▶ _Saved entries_
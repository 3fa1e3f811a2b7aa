use anyhow::Result;
use sqlx::SqlitePool;

/// Create the index schema. Idempotent.
pub async fn run_migrations(pool: &SqlitePool) -> Result<()> {
    // Single-row table recording which embedding model produced the vectors.
    sqlx::query(
        r#"
        CREATE TABLE IF NOT EXISTS index_meta (
            id INTEGER PRIMARY KEY CHECK (id = 1),
            model TEXT NOT NULL,
            dims INTEGER NOT NULL,
            created_at INTEGER NOT NULL,
            updated_at INTEGER NOT NULL
        )
        "#,
    )
    .execute(pool)
    .await?;

    // Metadata columns are nullable: citation formatting handles absent fields.
    sqlx::query(
        r#"
        CREATE TABLE IF NOT EXISTS nodes (
            id INTEGER PRIMARY KEY AUTOINCREMENT,
            file_name TEXT,
            page_num INTEGER,
            chunk_num INTEGER,
            text TEXT NOT NULL,
            hash TEXT NOT NULL,
            embedding BLOB NOT NULL,
            UNIQUE(file_name, page_num, chunk_num)
        )
        "#,
    )
    .execute(pool)
    .await?;

    sqlx::query("CREATE INDEX IF NOT EXISTS idx_nodes_file_name ON nodes(file_name)")
        .execute(pool)
        .await?;

    Ok(())
}
use anyhow::Result;

use crate::chunk::extract_folder;
use crate::config::Config;
use crate::embedding::EmbeddingProvider;
use crate::extract::PdfExtractor;
use crate::index::build_index;
use crate::progress::ProgressMode;

/// Re-extract the documents directory and build the index from it.
///
/// The artifact is not consulted; chunks always come straight from the PDFs.
pub async fn run_build(
    config: &Config,
    embedder: &dyn EmbeddingProvider,
    progress: ProgressMode,
) -> Result<()> {
    let chunks = extract_folder(&config.paths.docs_dir, &PdfExtractor)?;
    if chunks.is_empty() {
        println!("build");
        println!(
            "  no chunks extracted from {}; upload PDFs first",
            config.paths.docs_dir.display()
        );
        return Ok(());
    }

    let reporter = progress.reporter();
    let (index, stats) = build_index(
        &chunks,
        embedder,
        &config.paths.storage_dir,
        config.embedding.batch_size,
        reporter.as_ref(),
    )
    .await?;
    index.close().await;

    println!("build");
    println!("  model:     {}", embedder.identity());
    println!("  documents: {}", stats.documents);
    println!("  embedded:  {}", stats.embedded);
    println!("  unchanged: {}", stats.unchanged);
    println!("  total:     {}", stats.total);
    println!("  storage:   {}", config.paths.storage_dir.display());
    Ok(())
}
//! TOML configuration.
//!
//! Every section is optional. A missing config file yields [`Config::default`],
//! which points the pipeline at `./docs`, `./parsed_chunks.json` and
//! `./storage`, embeds locally and answers through a local Ollama model.
//!
//! ```toml
//! [paths]
//! docs_dir = "docs"
//! chunks_file = "parsed_chunks.json"
//! storage_dir = "storage"
//!
//! [embedding]
//! provider = "local"
//! model = "paraphrase-multilingual-minilm-l12-v2"
//!
//! [llm]
//! provider = "ollama"
//! model = "tinyllama"
//!
//! [retrieval]
//! top_k = 1
//! ```

use anyhow::{Context, Result};
use serde::Deserialize;
use std::path::{Path, PathBuf};

#[derive(Debug, Deserialize, Clone, Default)]
pub struct Config {
    #[serde(default)]
    pub paths: PathsConfig,
    #[serde(default)]
    pub embedding: EmbeddingConfig,
    #[serde(default)]
    pub llm: LlmConfig,
    #[serde(default)]
    pub retrieval: RetrievalConfig,
}

#[derive(Debug, Deserialize, Clone)]
pub struct PathsConfig {
    /// Upload directory; every `*.pdf` in it is extracted.
    #[serde(default = "default_docs_dir")]
    pub docs_dir: PathBuf,
    /// Debug artifact holding the last extracted chunk sequence.
    #[serde(default = "default_chunks_file")]
    pub chunks_file: PathBuf,
    /// Index storage. Question answering is enabled once this holds an index.
    #[serde(default = "default_storage_dir")]
    pub storage_dir: PathBuf,
}

impl Default for PathsConfig {
    fn default() -> Self {
        Self {
            docs_dir: default_docs_dir(),
            chunks_file: default_chunks_file(),
            storage_dir: default_storage_dir(),
        }
    }
}

fn default_docs_dir() -> PathBuf {
    PathBuf::from("docs")
}
fn default_chunks_file() -> PathBuf {
    PathBuf::from("parsed_chunks.json")
}
fn default_storage_dir() -> PathBuf {
    PathBuf::from("storage")
}

#[derive(Debug, Deserialize, Clone)]
pub struct EmbeddingConfig {
    #[serde(default = "default_embedding_provider")]
    pub provider: String,
    #[serde(default)]
    pub model: Option<String>,
    #[serde(default)]
    pub dims: Option<usize>,
    /// Base URL for the Ollama provider.
    #[serde(default)]
    pub url: Option<String>,
    #[serde(default = "default_batch_size")]
    pub batch_size: usize,
    #[serde(default = "default_embedding_timeout_secs")]
    pub timeout_secs: u64,
}

impl Default for EmbeddingConfig {
    fn default() -> Self {
        Self {
            provider: default_embedding_provider(),
            model: None,
            dims: None,
            url: None,
            batch_size: default_batch_size(),
            timeout_secs: default_embedding_timeout_secs(),
        }
    }
}

fn default_embedding_provider() -> String {
    "local".to_string()
}
fn default_batch_size() -> usize {
    64
}
fn default_embedding_timeout_secs() -> u64 {
    30
}

#[derive(Debug, Deserialize, Clone)]
pub struct LlmConfig {
    #[serde(default = "default_llm_provider")]
    pub provider: String,
    #[serde(default = "default_llm_model")]
    pub model: String,
    #[serde(default)]
    pub url: Option<String>,
    #[serde(default = "default_temperature")]
    pub temperature: f32,
    #[serde(default = "default_max_tokens")]
    pub max_tokens: usize,
    #[serde(default = "default_llm_timeout_secs")]
    pub timeout_secs: u64,
}

impl Default for LlmConfig {
    fn default() -> Self {
        Self {
            provider: default_llm_provider(),
            model: default_llm_model(),
            url: None,
            temperature: default_temperature(),
            max_tokens: default_max_tokens(),
            timeout_secs: default_llm_timeout_secs(),
        }
    }
}

fn default_llm_provider() -> String {
    "ollama".to_string()
}
fn default_llm_model() -> String {
    "tinyllama".to_string()
}
fn default_temperature() -> f32 {
    0.1
}
fn default_max_tokens() -> usize {
    256
}
fn default_llm_timeout_secs() -> u64 {
    120
}

#[derive(Debug, Deserialize, Clone)]
pub struct RetrievalConfig {
    #[serde(default = "default_top_k")]
    pub top_k: usize,
}

impl Default for RetrievalConfig {
    fn default() -> Self {
        Self {
            top_k: default_top_k(),
        }
    }
}

fn default_top_k() -> usize {
    1
}

impl LlmConfig {
    pub fn is_enabled(&self) -> bool {
        self.provider != "disabled"
    }
}

/// Load and validate the config at `path`.
///
/// A path that does not exist yields the defaults; a file that exists but
/// does not parse or validate is an error.
pub fn load_config(path: &Path) -> Result<Config> {
    if !path.exists() {
        tracing::debug!(path = %path.display(), "config file not found, using defaults");
        return Ok(Config::default());
    }

    let content = std::fs::read_to_string(path)
        .with_context(|| format!("Failed to read config file: {}", path.display()))?;

    parse_config(&content)
}

/// Parse and validate config text.
pub fn parse_config(content: &str) -> Result<Config> {
    let config: Config = toml::from_str(content).with_context(|| "Failed to parse config file")?;

    if config.retrieval.top_k == 0 {
        anyhow::bail!("retrieval.top_k must be >= 1");
    }

    if config.embedding.batch_size == 0 {
        anyhow::bail!("embedding.batch_size must be > 0");
    }

    if config.embedding.dims == Some(0) {
        anyhow::bail!("embedding.dims must be > 0 when set");
    }

    match config.embedding.provider.as_str() {
        "local" | "ollama" => {}
        "openai" => {
            if config.embedding.model.is_none() || config.embedding.dims.is_none() {
                anyhow::bail!("embedding.model and embedding.dims are required for provider 'openai'");
            }
        }
        other => anyhow::bail!(
            "Unknown embedding provider: '{}'. Must be local, openai, or ollama.",
            other
        ),
    }

    match config.llm.provider.as_str() {
        "disabled" | "openai" | "ollama" => {}
        other => anyhow::bail!(
            "Unknown llm provider: '{}'. Must be disabled, openai, or ollama.",
            other
        ),
    }

    if !(0.0..=2.0).contains(&config.llm.temperature) {
        anyhow::bail!("llm.temperature must be in [0.0, 2.0]");
    }

    Ok(config)
}
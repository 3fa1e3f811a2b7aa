//! Pipeline status overview.
//!
//! Reports what each stage has produced so far: uploaded documents, the
//! chunk artifact and the persisted index. Nothing here constructs an
//! embedding provider, so `ragchat status` never downloads a model.

use anyhow::Result;

use crate::artifact::load_chunks;
use crate::chunk::list_documents;
use crate::config::Config;
use crate::embedding::configured_identity;
use crate::index::{read_info, IndexInfo};

/// Snapshot of the pipeline's on-disk state.
#[derive(Debug)]
pub struct StatusReport {
    pub documents: Vec<String>,
    /// Chunk count from the artifact; `None` when no artifact exists.
    pub artifact_chunks: Option<usize>,
    pub index: Option<IndexInfo>,
    pub configured_model: String,
    /// Configured dimensionality, when known without loading the model.
    pub configured_dims: Option<usize>,
}

impl StatusReport {
    /// Questions can be asked once an index exists.
    pub fn chat_enabled(&self) -> bool {
        self.index.is_some()
    }

    /// Whether the index was built with a different embedding identity than
    /// configured. Dims are compared only when the config determines them.
    pub fn model_mismatch(&self) -> bool {
        self.index.as_ref().is_some_and(|info| {
            info.identity.model != self.configured_model
                || self
                    .configured_dims
                    .is_some_and(|dims| dims != info.identity.dims)
        })
    }
}

/// Gather the status report.
pub async fn collect_status(config: &Config) -> Result<StatusReport> {
    let documents = list_documents(&config.paths.docs_dir)?
        .iter()
        .filter_map(|p| p.file_name())
        .map(|n| n.to_string_lossy().into_owned())
        .collect();

    let artifact_chunks = if config.paths.chunks_file.exists() {
        Some(load_chunks(&config.paths.chunks_file)?.len())
    } else {
        None
    };

    let index = read_info(&config.paths.storage_dir).await?;
    let (configured_model, configured_dims) = configured_identity(&config.embedding);

    Ok(StatusReport {
        documents,
        artifact_chunks,
        index,
        configured_model,
        configured_dims,
    })
}

/// `ragchat status`
pub async fn run_status(config: &Config) -> Result<()> {
    let report = collect_status(config).await?;

    println!("ragchat status");
    println!("==============");
    println!();
    println!(
        "  Documents:   {} in {}",
        report.documents.len(),
        config.paths.docs_dir.display()
    );
    for name in &report.documents {
        println!("    - {}", name);
    }

    match report.artifact_chunks {
        Some(n) => println!(
            "  Chunks:      {} in {}",
            n,
            config.paths.chunks_file.display()
        ),
        None => println!("  Chunks:      no artifact yet"),
    }

    match &report.index {
        Some(info) => {
            println!(
                "  Index:       {} documents in {}",
                info.documents,
                config.paths.storage_dir.display()
            );
            println!("  Built with:  {}", info.identity);
            println!("  Updated:     {}", format_ts(info.updated_at));
        }
        None => println!("  Index:       not built"),
    }
    match report.configured_dims {
        Some(dims) => println!(
            "  Embedding:   {} ({} dims, {})",
            report.configured_model, dims, config.embedding.provider
        ),
        None => println!(
            "  Embedding:   {} ({})",
            report.configured_model, config.embedding.provider
        ),
    }
    println!("  LLM:         {} ({})", config.llm.model, config.llm.provider);
    println!();

    if !report.chat_enabled() {
        println!("Questions are disabled until an index is built. Run `ragchat build`.");
    } else if report.model_mismatch() {
        println!("Warning: the configured embedding model differs from the index. Rebuild before asking.");
    } else {
        println!("Ready for questions.");
    }
    Ok(())
}

fn format_ts(ts: i64) -> String {
    chrono::DateTime::from_timestamp(ts, 0)
        .map(|dt| dt.format("%Y-%m-%d %H:%M:%S UTC").to_string())
        .unwrap_or_else(|| ts.to_string())
}

#[cfg(test)]
mod tests {
    use super::*;
    use crate::artifact::save_chunks;
    use crate::embedding::{DEFAULT_OLLAMA_MODEL, EmbeddingIdentity};
    use crate::models::Chunk;
    use std::path::Path;

    fn config_in(root: &Path) -> Config {
        let mut config = Config::default();
        config.paths.docs_dir = root.join("docs");
        config.paths.chunks_file = root.join("parsed_chunks.json");
        config.paths.storage_dir = root.join("storage");
        config
    }

    #[tokio::test]
    async fn empty_workspace() {
        let tmp = tempfile::TempDir::new().unwrap();
        let report = collect_status(&config_in(tmp.path())).await.unwrap();
        assert!(report.documents.is_empty());
        assert_eq!(report.artifact_chunks, None);
        assert!(!report.chat_enabled());
        assert!(!report.model_mismatch());
        assert_eq!(report.configured_model, crate::embedding::DEFAULT_LOCAL_MODEL);
    }

    #[tokio::test]
    async fn counts_documents_and_artifact() {
        let tmp = tempfile::TempDir::new().unwrap();
        let config = config_in(tmp.path());
        std::fs::create_dir_all(&config.paths.docs_dir).unwrap();
        std::fs::write(config.paths.docs_dir.join("b.pdf"), "x").unwrap();
        std::fs::write(config.paths.docs_dir.join("a.pdf"), "x").unwrap();
        std::fs::write(config.paths.docs_dir.join("notes.txt"), "x").unwrap();
        save_chunks(
            &config.paths.chunks_file,
            &[Chunk {
                file_name: "a.pdf".to_string(),
                page_num: 1,
                chunk_num: 1,
                text: "Hello.".to_string(),
            }],
        )
        .unwrap();

        let report = collect_status(&config).await.unwrap();
        assert_eq!(report.documents, vec!["a.pdf", "b.pdf"]);
        assert_eq!(report.artifact_chunks, Some(1));
    }

    #[tokio::test]
    async fn configured_model_follows_provider() {
        let tmp = tempfile::TempDir::new().unwrap();
        let mut config = config_in(tmp.path());
        config.embedding.provider = "ollama".to_string();
        let report = collect_status(&config).await.unwrap();
        assert_eq!(report.configured_model, DEFAULT_OLLAMA_MODEL);
        assert_eq!(report.configured_dims, Some(768));

        config.embedding.model = Some("mxbai-embed-large".to_string());
        let report = collect_status(&config).await.unwrap();
        assert_eq!(report.configured_model, "mxbai-embed-large");
        assert_eq!(report.configured_dims, Some(1024));
    }

    fn report_for(built: EmbeddingIdentity, model: &str, dims: Option<usize>) -> StatusReport {
        StatusReport {
            documents: Vec::new(),
            artifact_chunks: None,
            index: Some(IndexInfo {
                identity: built,
                documents: 1,
                updated_at: 0,
            }),
            configured_model: model.to_string(),
            configured_dims: dims,
        }
    }

    #[test]
    fn mismatch_compares_dims_when_known() {
        let built = || EmbeddingIdentity {
            model: "nomic-embed-text".to_string(),
            dims: 768,
        };
        assert!(!report_for(built(), "nomic-embed-text", Some(768)).model_mismatch());
        assert!(report_for(built(), "nomic-embed-text", Some(512)).model_mismatch());
        assert!(report_for(built(), "all-minilm", Some(768)).model_mismatch());
        // Unknown dims fall back to the name alone.
        assert!(!report_for(built(), "nomic-embed-text", None).model_mismatch());
    }

    #[test]
    fn timestamps_render_in_utc() {
        assert_eq!(format_ts(0), "1970-01-01 00:00:00 UTC");
    }
}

▶ _EXERCISE_
Count the lines above that contain the word "bool". Give only the number.

▶ _WORKED SOLUTION_
3